Stored data
//! Unix socket listener.
//!
//! The socket is world-connectable (`0o666`) so unprivileged desktop apps can
//! reach a service running as root.

use std::fs::Permissions;
use std::io::ErrorKind;
use std::os::unix::fs::PermissionsExt;
use std::path::Path;
use std::sync::Arc;

use tokio::net::{UnixListener, UnixStream};
use tokio::sync::Semaphore;
use tracing::{debug, info, warn};

use crate::config::ServerConfig;
use crate::connection::Connection;
use crate::error::{ServerError, ServerResult};
use crate::listener::Listener;

/// Unix socket server for handling client connections.
pub struct SocketServer {
    /// Server configuration.
    config: ServerConfig,
    /// Unix socket listener.
    listener: UnixListener,
    /// Semaphore for limiting concurrent connections.
    connection_semaphore: Arc<Semaphore>,
}

impl SocketServer {
    /// Binds the socket described by `config`.
    ///
    /// The parent directory is created if missing. An existing socket file
    /// is probed: a refused connection marks it stale and it is removed
    /// (when `cleanup_stale_socket` is set). An accepted, pending or timed
    /// out connection means a server owns it and binding fails with
    /// [`ServerError::SocketInUse`].
    pub async fn new(config: ServerConfig) -> ServerResult<Self> {
        config.validate()?;
        let socket_path = &config.socket_path;

        let Some(parent) = socket_path.parent() else {
            return Err(ServerError::socket_path_invalid(
                socket_path.to_string_lossy().to_string(),
            ));
        };
        if !parent.as_os_str().is_empty() && !parent.exists() {
            std::fs::create_dir_all(parent)?;
            debug!(path = %parent.display(), "created socket directory");
        }

        if socket_path.exists() && socket_is_stale(&config).await? {
            info!(path = %socket_path.display(), "removing stale socket");
            match std::fs::remove_file(socket_path) {
                Ok(()) => {}
                Err(e) if e.kind() == ErrorKind::NotFound => {}
                Err(e) => return Err(e.into()),
            }
        }

        let listener = UnixListener::bind(socket_path)?;
        std::fs::set_permissions(socket_path, Permissions::from_mode(config.socket_mode))?;
        info!(
            path = %socket_path.display(),
            mode = format_args!("{:o}", config.socket_mode),
            "socket server listening"
        );

        let connection_semaphore = Arc::new(Semaphore::new(config.max_connections));

        Ok(Self {
            config,
            listener,
            connection_semaphore,
        })
    }

    /// Returns the socket path.
    pub fn socket_path(&self) -> &Path {
        &self.config.socket_path
    }
}

/// Returns `Ok(true)` when nothing listens on the existing socket file and
/// cleanup is enabled.
async fn socket_is_stale(config: &ServerConfig) -> ServerResult<bool> {
    let socket_path = &config.socket_path;
    let in_use = || ServerError::socket_in_use(socket_path.to_string_lossy().to_string());

    match tokio::time::timeout(config.probe_timeout, UnixStream::connect(socket_path)).await {
        Ok(Ok(_)) => Err(in_use()),
        Ok(Err(e)) if e.kind() == ErrorKind::ConnectionRefused => {
            if config.cleanup_stale_socket {
                Ok(true)
            } else {
                Err(in_use())
            }
        }
        Ok(Err(e)) if e.kind() == ErrorKind::NotFound => Ok(false),
        // Backlog full: a live server is not keeping up.
        Ok(Err(e)) if e.kind() == ErrorKind::WouldBlock => Err(in_use()),
        Ok(Err(e)) => Err(e.into()),
        Err(_) => {
            warn!(path = %socket_path.display(), "socket probe timed out");
            Err(in_use())
        }
    }
}

impl Listener for SocketServer {
    async fn accept(&self) -> ServerResult<Connection> {
        let permit = self
            .connection_semaphore
            .clone()
            .acquire_owned()
            .await
            .map_err(|_| ServerError::Shutdown)?;

        let (stream, _addr) = self.listener.accept().await?;
        debug!("accepted new connection");

        Ok(Connection::new(Box::new(stream), permit))
    }
}

impl Drop for SocketServer {
    fn drop(&mut self) {
        // Clean up the socket file
        if self.config.socket_path.exists() {
            if let Err(e) = std::fs::remove_file(&self.config.socket_path) {
                warn!(
                    path = %self.config.socket_path.display(),
                    error = %e,
                    "failed to remove socket file"
                );
            } else {
                debug!(
                    path = %self.config.socket_path.display(),
                    "removed socket file"
                );
            }
        }
    }
}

**Aim of the exercise:**
Word for word, copy out the entries.

**Exercise answer:**
//! Unix socket listener.
//!
//! The socket is world-connectable (`0o666`) so unprivileged desktop apps can
//! reach a service running as root.

use std::fs::Permissions;
use std::io::ErrorKind;
use std::os::unix::fs::PermissionsExt;
use std::path::Path;
use std::sync::Arc;

use tokio::net::{UnixListener, UnixStream};
use tokio::sync::Semaphore;
use tracing::{debug, info, warn};

use crate::config::ServerConfig;
use crate::connection::Connection;
use crate::error::{ServerError, ServerResult};
use crate::listener::Listener;

/// Unix socket server for handling client connections.
pub struct SocketServer {
    /// Server configuration.
    config: ServerConfig,
    /// Unix socket listener.
    listener: UnixListener,
    /// Semaphore for limiting concurrent connections.
    connection_semaphore: Arc<Semaphore>,
}

impl SocketServer {
    /// Binds the socket described by `config`.
    ///
    /// The parent directory is created if missing. An existing socket file
    /// is probed: a refused connection marks it stale and it is removed
    /// (when `cleanup_stale_socket` is set). An accepted, pending or timed
    /// out connection means a server owns it and binding fails with
    /// [`ServerError::SocketInUse`].
    pub async fn new(config: ServerConfig) -> ServerResult<Self> {
        config.validate()?;
        let socket_path = &config.socket_path;

        let Some(parent) = socket_path.parent() else {
            return Err(ServerError::socket_path_invalid(
                socket_path.to_string_lossy().to_string(),
            ));
        };
        if !parent.as_os_str().is_empty() && !parent.exists() {
            std::fs::create_dir_all(parent)?;
            debug!(path = %parent.display(), "created socket directory");
        }

        if socket_path.exists() && socket_is_stale(&config).await? {
            info!(path = %socket_path.display(), "removing stale socket");
            match std::fs::remove_file(socket_path) {
                Ok(()) => {}
                Err(e) if e.kind() == ErrorKind::NotFound => {}
                Err(e) => return Err(e.into()),
            }
        }

        let listener = UnixListener::bind(socket_path)?;
        std::fs::set_permissions(socket_path, Permissions::from_mode(config.socket_mode))?;
        info!(
            path = %socket_path.display(),
            mode = format_args!("{:o}", config.socket_mode),
            "socket server listening"
        );

        let connection_semaphore = Arc::new(Semaphore::new(config.max_connections));

        Ok(Self {
            config,
            listener,
            connection_semaphore,
        })
    }

    /// Returns the socket path.
    pub fn socket_path(&self) -> &Path {
        &self.config.socket_path
    }
}

/// Returns `Ok(true)` when nothing listens on the existing socket file and
/// cleanup is enabled.
async fn socket_is_stale(config: &ServerConfig) -> ServerResult<bool> {
    let socket_path = &config.socket_path;
    let in_use = || ServerError::socket_in_use(socket_path.to_string_lossy().to_string());

    match tokio::time::timeout(config.probe_timeout, UnixStream::connect(socket_path)).await {
        Ok(Ok(_)) => Err(in_use()),
        Ok(Err(e)) if e.kind() == ErrorKind::ConnectionRefused => {
            if config.cleanup_stale_socket {
                Ok(true)
            } else {
                Err(in_use())
            }
        }
        Ok(Err(e)) if e.kind() == ErrorKind::NotFound => Ok(false),
        // Backlog full: a live server is not keeping up.
        Ok(Err(e)) if e.kind() == ErrorKind::WouldBlock => Err(in_use()),
        Ok(Err(e)) => Err(e.into()),
        Err(_) => {
            warn!(path = %socket_path.display(), "socket probe timed out");
            Err(in_use())
        }
    }
}

impl Listener for SocketServer {
    async fn accept(&self) -> ServerResult<Connection> {
        let permit = self
            .connection_semaphore
            .clone()
            .acquire_owned()
            .await
            .map_err(|_| ServerError::Shutdown)?;

        let (stream, _addr) = self.listener.accept().await?;
        debug!("accepted new connection");

        Ok(Connection::new(Box::new(stream), permit))
    }
}

impl Drop for SocketServer {
    fn drop(&mut self) {
        // Clean up the socket file
        if self.config.socket_path.exists() {
            if let Err(e) = std::fs::remove_file(&self.config.socket_path) {
                warn!(
                    path = %self.config.socket_path.display(),
                    error = %e,
                    "failed to remove socket file"
                );
            } else {
                debug!(
                    path = %self.config.socket_path.display(),
                    "removed socket file"
                );
            }
        }
    }
}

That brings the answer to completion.